Well, this is the Rawhide kernel just after the merge window, it's fortunate it boots anywhere. I'm not saying upstream *shouldn't* be using continuous integration to catch all of issues before they're merged, but that's clearly not happening and from a Fedora packaging perspective I occasionally have to build Rawhide kernels with known (or unknown) issues. As for testing with qemu-sanity-check in particular, perhaps Major could comment on whether or not that's happening or planned on the Red Hat side of things.
I hit this issue too . Thanks Richard for pointing me to this BZ.

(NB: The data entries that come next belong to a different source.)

//! Blocking client core for the BurstChain ledger REST API.
//!
//! # Overview
//! `RestClient` is bound to one server and one tenant. Every call is a
//! single JSON-over-HTTP round trip through `send`, authorized either by
//! HTTP basic auth or by an `Authorization: ID <private id>` header.
//!
//! # Design
//! - Requests and responses are plain data (`HttpRequest`, `HttpResponse`);
//!   the network lives behind the `Transport` trait. `UreqTransport` is the
//!   default and reuses one connection pool for the client's lifetime.
//! - Any status other than 200 is an `ApiError::Status`. Nothing is
//!   retried, and stopping on failure is left to the caller.
//! - The crate emits `tracing` events but never installs a subscriber.

pub mod client;
pub mod error;
pub mod http;
pub mod transport;
pub mod types;

pub use client::{parse_response, RestClient, NO_BODY};
pub use error::ApiError;
pub use http::{HttpMethod, HttpRequest, HttpResponse, Transport, TransportError};
pub use transport::UreqTransport;
pub use types::{AssetTransfer, AssetUpdate, MapReduceQuery, NewAsset, SmartContract, TqlQuery};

*** Bug 1758903 has been marked as a duplicate of this bug. ***
Still failing in 5.4.0-0.rc2.git0.1.fc32.x86_64
I noticed this has been fixed upstream. Bisecting shows that it's fixed by this commit: commit 08d1d0e6d0a00c6e687201774f3bf61177741e80 Author: Baoquan He <bhe> Date: Sun Oct 6 17:58:15 2019 -0700 memcg: only record foreign writebacks with dirty pages when memcg is not disabled In kdump kernel, memcg usually is disabled with 'cgroup_disable=memory' for saving memory. Now kdump kernel will always panic when dump vmcore to local disk: BUG: kernel NULL pointer dereference, address: 0000000000000ab8 Oops: 0000 [#1] SMP NOPTI CPU: 0 PID: 598 Comm: makedumpfile Not tainted 5.3.0+ #26 Hardware name: HPE ProLiant DL385 Gen10/ProLiant DL385 Gen10, BIOS A40 10/02/2018 RIP: 0010:mem_cgroup_track_foreign_dirty_slowpath+0x38/0x140 Call Trace: __set_page_dirty+0x52/0xc0 iomap_set_page_dirty+0x50/0x90 iomap_write_end+0x6e/0x270 iomap_write_actor+0xce/0x170 iomap_apply+0xba/0x11e iomap_file_buffered_write+0x62/0x90 xfs_file_buffered_aio_write+0xca/0x320 [xfs] new_sync_write+0x12d/0x1d0 vfs_write+0xa5/0x1a0 ksys_write+0x59/0xd0 do_syscall_64+0x59/0x1e0 entry_SYSCALL_64_after_hwframe+0x44/0xa9 And this will corrupt the 1st kernel too with 'cgroup_disable=memory'. Via the trace and with debugging, it is pointing to commit 97b27821b485 ("writeback, memcg: Implement foreign dirty flushing") which introduced this regression. Disabling memcg causes the null pointer dereference at uninitialized data in function mem_cgroup_track_foreign_dirty_slowpath(). Fix it by returning directly if memcg is disabled, but not trying to record the foreign writebacks with dirty pages. Link: http://lkml.kernel.org/r/20190924141928.GD31919@MiWiFi-R3L-srv Fixes: 97b27821b485 ("writeback, memcg: Implement foreign dirty flushing") Signed-off-by: Baoquan He <bhe> Acked-by: Michal Hocko <mhocko> Cc: Johannes Weiner <hannes> Cc: Jan Kara <jack> Cc: Tejun Heo <tj> Cc: Jens Axboe <axboe> Signed-off-by: Andrew Morton <akpm> Signed-off-by: Linus Torvalds <torvalds> include/linux/memcontrol.h | 3 +++ 1 file changed, 3 insertions(+)
-rc3 was released yesterday evening.